The courts have become an increasingly crucial battleground in a closely divided nation, with both parties running to judges to try to stop policies when their opponents control the White House. The supercharged partisanship around judicial confirmations has not only turned Supreme Court nominations into pitched battles but has spilled into lower court appointments as well.
Led by Mitch McConnell, Republicans laid the groundwork for transforming the courts by using their Senate majority in the last two years of Barack Obama’s presidency to thwart many of his judicial nominees, including denying even a hearing for his pick for an open Supreme Court seat.

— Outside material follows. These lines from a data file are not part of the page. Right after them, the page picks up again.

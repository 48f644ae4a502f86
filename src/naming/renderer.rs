//! 命名风格渲染
//!
//! 所有风格都从同一组已规范化的单词渲染，不会各自重新分词

use crate::naming::types::{CaseStyle, NamingResult};

/// 渲染器
pub struct CaseRenderer;

impl CaseRenderer {
    /// 渲染全部六种风格；空输入返回全空结果
    pub fn render<S: AsRef<str>>(words: &[S]) -> NamingResult {
        if words.is_empty() {
            return NamingResult::default();
        }

        NamingResult {
            camel_case: Self::render_style(words, CaseStyle::Camel),
            pascal_case: Self::render_style(words, CaseStyle::Pascal),
            snake_case: Self::render_style(words, CaseStyle::Snake),
            screaming_case: Self::render_style(words, CaseStyle::Screaming),
            package_case: Self::render_style(words, CaseStyle::Package),
            kebab_case: Self::render_style(words, CaseStyle::Kebab),
        }
    }

    /// 渲染单一风格
    pub fn render_style<S: AsRef<str>>(words: &[S], style: CaseStyle) -> String {
        let words = words.iter().map(|w| w.as_ref());
        match style {
            CaseStyle::Camel => words
                .enumerate()
                .map(|(i, w)| if i == 0 { w.to_string() } else { capitalize(w) })
                .collect(),
            CaseStyle::Pascal => words.map(capitalize).collect(),
            CaseStyle::Snake => words.collect::<Vec<_>>().join("_"),
            CaseStyle::Screaming => words
                .map(str::to_uppercase)
                .collect::<Vec<_>>()
                .join("_"),
            CaseStyle::Package => words.collect::<Vec<_>>().join("."),
            CaseStyle::Kebab => words.collect::<Vec<_>>().join("-"),
        }
    }
}

/// 首字母大写，其余字符保持不变
fn capitalize(word: &str) -> String {
    let mut chars = word.chars();
    match chars.next() {
        Some(first) => first.to_uppercase().chain(chars).collect(),
        None => String::new(),
    }
}

#[cfg(test)]
mod tests {
    use super::*;

    #[test]
    fn test_render_empty() {
        let empty: [&str; 0] = [];
        assert_eq!(CaseRenderer::render(&empty), NamingResult::default());
    }

    #[test]
    fn test_render_all_styles() {
        let result = CaseRenderer::render(&["user", "avatar", "2x"]);
        assert_eq!(result.camel_case, "userAvatar2x");
        assert_eq!(result.pascal_case, "UserAvatar2x");
        assert_eq!(result.snake_case, "user_avatar_2x");
        assert_eq!(result.screaming_case, "USER_AVATAR_2X");
        assert_eq!(result.package_case, "user.avatar.2x");
        assert_eq!(result.kebab_case, "user-avatar-2x");
    }

    #[test]
    fn test_render_single_word() {
        let result = CaseRenderer::render(&["home"]);
        assert_eq!(result.camel_case, "home");
        assert_eq!(result.pascal_case, "Home");
        assert_eq!(result.snake_case, "home");
        assert_eq!(result.screaming_case, "HOME");
    }

    #[test]
    fn test_render_only_touches_first_char() {
        // 渲染器不会重新处理单词其余部分的大小写
        assert_eq!(
            CaseRenderer::render_style(&["parse", "xML"], CaseStyle::Camel),
            "parseXML"
        );
        assert_eq!(
            CaseRenderer::render_style(&["首页", "banner"], CaseStyle::Pascal),
            "首页Banner"
        );
    }

    #[test]
    fn test_render_is_deterministic_and_consistent() {
        let words = vec!["voice".to_string(), "room".to_string(), "gift".to_string()];
        let first = CaseRenderer::render(&words);
        let second = CaseRenderer::render(&words);
        assert_eq!(first, second);
        assert_eq!(first.snake_case.matches('_').count(), words.len() - 1);
        assert_eq!(first.kebab_case.matches('-').count(), words.len() - 1);
        for style in CaseStyle::ALL {
            assert_eq!(first.get(style), CaseRenderer::render_style(&words, style));
        }
    }
}
// src/config.rs

use anyhow::{Context, Result};
use serde::{Deserialize, Serialize};
use std::collections::BTreeMap;
use std::path::{Path, PathBuf};
use std::sync::Mutex;

// ============================================================================
// 全局配置操作锁
// ============================================================================

lazy_static::lazy_static! {
    /// 全局配置操作锁
    ///
    /// 保护所有 config 的读写操作，防止并发 load->modify->save 导致的数据丢失
    ///
    /// 使用方式：
    /// ```ignore
    /// let _guard = CONFIG_LOCK.lock().unwrap();
    /// let mut config = AppConfig::load()?;
    /// // 修改 config...
    /// config.save()?;
    /// ```
    pub static ref CONFIG_LOCK: Mutex<()> = Mutex::new(());
}

pub const APP_DIR_NAME: &str = "ImageRenamer";
pub const CONFIG_FILENAME: &str = "config.json";

/// 默认模块列表为空时使用的模块名
pub const FALLBACK_MODULE: &str = "通用";
/// 默认类型列表为空时使用的前缀
pub const FALLBACK_TYPE: &str = "icon";

fn default_modules() -> Vec<String> {
    ["通用", "动态", "首页", "用户", "聊天", "语音房", "充值", "活动"]
        .iter()
        .map(|s| s.to_string())
        .collect()
}

fn default_types() -> Vec<String> {
    ["icon", "bg", "img", "btn"]
        .iter()
        .map(|s| s.to_string())
        .collect()
}

// ============================================================================
// 翻译配置
// ============================================================================

fn default_true() -> bool {
    true
}

fn default_endpoint() -> String {
    "https://translate.googleapis.com/translate_a/single".to_string()
}

fn default_source_lang() -> String {
    "zh-CN".to_string()
}

fn default_target_lang() -> String {
    "en".to_string()
}

fn default_timeout_secs() -> u64 {
    5
}

fn default_connect_timeout_secs() -> u64 {
    3
}

fn default_concurrency() -> usize {
    4
}

/// 远程翻译配置
#[derive(Debug, Clone, PartialEq, Eq, Serialize, Deserialize)]
pub struct TranslationConfig {
    /// 是否启用远程翻译（关闭后仅使用词汇表）
    #[serde(default = "default_true")]
    pub enabled: bool,
    /// 翻译接口地址
    #[serde(default = "default_endpoint")]
    pub endpoint: String,
    #[serde(default = "default_source_lang")]
    pub source_lang: String,
    #[serde(default = "default_target_lang")]
    pub target_lang: String,
    /// 单次请求超时（秒）
    #[serde(default = "default_timeout_secs")]
    pub timeout_secs: u64,
    /// 连接超时（秒）
    #[serde(default = "default_connect_timeout_secs")]
    pub connect_timeout_secs: u64,
    /// 单次转换中同时进行的翻译请求上限
    #[serde(default = "default_concurrency")]
    pub concurrency: usize,
    /// 是否在进程内缓存翻译结果
    #[serde(default = "default_true")]
    pub cache: bool,
}

impl Default for TranslationConfig {
    fn default() -> Self {
        Self {
            enabled: true,
            endpoint: default_endpoint(),
            source_lang: default_source_lang(),
            target_lang: default_target_lang(),
            timeout_secs: default_timeout_secs(),
            connect_timeout_secs: default_connect_timeout_secs(),
            concurrency: default_concurrency(),
            cache: true,
        }
    }
}

// ============================================================================
// 应用配置
// ============================================================================

#[derive(Debug, Clone, PartialEq, Eq, Serialize, Deserialize)]
pub struct AppConfig {
    /// 模块列表（文件名第二段）
    #[serde(default = "default_modules")]
    pub modules: Vec<String>,
    /// 类型列表（文件名前缀）
    #[serde(default = "default_types")]
    pub types: Vec<String>,
    /// 输出目录，None 表示在原目录重命名
    #[serde(default)]
    pub output_dir: Option<PathBuf>,
    #[serde(default)]
    pub translation: TranslationConfig,
    /// 固定译名（如 通用 → common），优先于远程翻译
    #[serde(default)]
    pub glossary: BTreeMap<String, String>,
}

impl Default for AppConfig {
    fn default() -> Self {
        Self::new()
    }
}

impl AppConfig {
    pub fn new() -> Self {
        Self {
            modules: default_modules(),
            types: default_types(),
            output_dir: None,
            translation: TranslationConfig::default(),
            glossary: BTreeMap::new(),
        }
    }

    /// 默认模块（列表第一项）
    pub fn default_module(&self) -> &str {
        self.modules
            .first()
            .map(String::as_str)
            .unwrap_or(FALLBACK_MODULE)
    }

    /// 默认类型（列表第一项）
    pub fn default_type(&self) -> &str {
        self.types
            .first()
            .map(String::as_str)
            .unwrap_or(FALLBACK_TYPE)
    }

    pub fn config_path() -> Result<PathBuf> {
        let config_dir = dirs::config_dir().ok_or_else(|| anyhow::anyhow!("无法获取配置目录"))?;
        let app_dir = config_dir.join(APP_DIR_NAME);
        std::fs::create_dir_all(&app_dir)?;
        Ok(app_dir.join(CONFIG_FILENAME))
    }

    pub fn load() -> Result<Self> {
        let path = Self::config_path()?;
        Self::load_from(&path)
    }

    /// 从指定路径加载配置，文件不存在时返回默认配置
    pub fn load_from(path: &Path) -> Result<Self> {
        tracing::info!("尝试从以下路径加载配置: {:?}", path);

        if !path.exists() {
            tracing::warn!("配置文件不存在，使用默认配置");
            return Ok(Self::new());
        }

        let content = std::fs::read_to_string(path)
            .with_context(|| format!("读取配置文件失败: {}", path.display()))?;
        let config: AppConfig = serde_json::from_str(&content)
            .with_context(|| format!("解析配置文件失败: {}", path.display()))?;

        tracing::info!("配置加载成功");
        Ok(config)
    }

    pub fn save(&self) -> Result<()> {
        let path = Self::config_path()?;
        self.save_to(&path)
    }

    /// 原子写入配置
    ///
    /// 写入 `config.json.tmp` 后替换正式文件，替换期间旧文件暂存为 `.bak`，
    /// 替换失败时放回原处
    pub fn save_to(&self, path: &Path) -> Result<()> {
        tracing::info!("保存配置到: {:?}", path);
        if let Some(parent) = path.parent() {
            std::fs::create_dir_all(parent)
                .with_context(|| format!("创建配置目录失败: {}", parent.display()))?;
        }

        let staged = path.with_extension("json.tmp");
        let backup = path.with_extension("json.bak");
        std::fs::write(&staged, serde_json::to_string_pretty(self)?)
            .with_context(|| format!("写入临时文件失败: {}", staged.display()))?;

        let had_previous = path.exists();
        if had_previous {
            let _ = std::fs::remove_file(&backup);
            std::fs::rename(path, &backup).context("备份旧配置文件失败")?;
        }

        if let Err(e) = std::fs::rename(&staged, path) {
            if had_previous && std::fs::rename(&backup, path).is_err() {
                tracing::error!("恢复旧配置失败，备份保留在: {:?}", backup);
            }
            return Err(e).context("替换配置文件失败");
        }

        if had_previous {
            let _ = std::fs::remove_file(&backup);
        }
        tracing::info!("配置保存成功");
        Ok(())
    }
}

#[cfg(test)]
mod tests {
    use super::*;

    #[test]
    fn default_config_should_match_builtin_lists() {
        let config = AppConfig::default();
        assert_eq!(config.default_module(), "通用");
        assert_eq!(config.default_type(), "icon");
        assert_eq!(config.modules.len(), 8);
        assert!(config.output_dir.is_none());
        assert!(config.translation.enabled);
    }

    #[test]
    fn empty_lists_should_fall_back() {
        let config = AppConfig {
            modules: Vec::new(),
            types: Vec::new(),
            ..AppConfig::default()
        };
        assert_eq!(config.default_module(), FALLBACK_MODULE);
        assert_eq!(config.default_type(), FALLBACK_TYPE);
    }

    #[test]
    fn load_missing_file_should_return_default() {
        let temp = tempfile::tempdir().expect("create temp dir");
        let config = AppConfig::load_from(&temp.path().join("missing.json")).expect("load");
        assert_eq!(config, AppConfig::default());
    }

    #[test]
    fn partial_file_should_fill_defaults() {
        let temp = tempfile::tempdir().expect("create temp dir");
        let path = temp.path().join(CONFIG_FILENAME);
        std::fs::write(&path, r#"{"types":["icon"],"translation":{"timeout_secs":2}}"#)
            .expect("write config");

        let config = AppConfig::load_from(&path).expect("load");
        assert_eq!(config.types, vec!["icon"]);
        assert_eq!(config.modules, default_modules());
        assert_eq!(config.translation.timeout_secs, 2);
        assert_eq!(config.translation.concurrency, 4);
    }

    #[test]
    fn corrupt_file_should_error() {
        let temp = tempfile::tempdir().expect("create temp dir");
        let path = temp.path().join(CONFIG_FILENAME);
        std::fs::write(&path, "not json").expect("write config");
        assert!(AppConfig::load_from(&path).is_err());
    }

    #[test]
    fn save_should_round_trip_and_leave_no_temp_files() {
        let temp = tempfile::tempdir().expect("create temp dir");
        let path = temp.path().join("nested").join(CONFIG_FILENAME);

        let mut config = AppConfig::default();
        config.output_dir = Some(PathBuf::from("/tmp/out"));
        config
            .glossary
            .insert("通用".to_string(), "common".to_string());
        config.save_to(&path).expect("first save");

        config.types.push("avatar".to_string());
        config.save_to(&path).expect("second save");

        let loaded = AppConfig::load_from(&path).expect("load");
        assert_eq!(loaded, config);
        assert!(!path.with_extension("json.tmp").exists());
        assert!(!path.with_extension("json.bak").exists());
    }
}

That left an unusually large number of judgeships for Trump to fill when he took office: 12.8 percent of district court seats and 9.5 percent of appellate positions were vacant at the start of 2017, both the highest levels in years, according to the nonpartisan Congressional Research Service. (In contrast, the vacancy rates were 6.4 percent for district courts and 1.1 percent for appellate courts when Biden took office.)
After Trump won the White House, Senate Republicans changed two procedures to make it easier for him to fill the jobs. They removed the filibuster for Supreme Court nominees and ended the longtime prerogative of a single senator to block an appeals court nominee in his or her state. That allowed Trump to appoint more judges in four years than any president since Jimmy Carter, Wheeler said.
Trump was particularly effective in filling appellate seats — one step below the Supreme Court — appointing nearly a third of the 179 judges serving nationwide and flipping the ideological makeup of three of the 13 circuit courts of appeals to a majority of Republican-appointed active judges. Biden’s confirmations so far have shifted one of those appellate courts, the New York-based 2nd Circuit, back to a majority of Democratic-appointed judges.
Trump was unable to flip the San Francisco-based 9th Circuit Court of Appeals, which he called “a disgrace” after its liberal majority thwarted several of his policies. Still, Trump shifted it much more to the right by appointing 10 of the 29 active judges. The Senate recently confirmed Biden’s eighth judge to that court.
The 9th Circuit likely would play a key role in another Trump presidency because it is where officials in deeply Democratic states like California and Washington would go to try to block his policies. But Trump’s appointees to the court could make it less likely to rule against Trump, said Chemerinsky, the University of California, Berkeley, law school dean.
“It is a much more conservative court because of 10 Trump appointees,” he said.
But Douglas said he’s worried about whether the power of the courts will be enough to save the country from Trump, particularly if he is convicted in the 2020 election case and still wins.
“If the American people are willing to elect a guy who has been convicted of subverting a democratic election and has basically announced his second presidency will be a vengeance tour … then I suppose even the courts themselves, there’s just so much they can do to keep things in line,” Douglas said.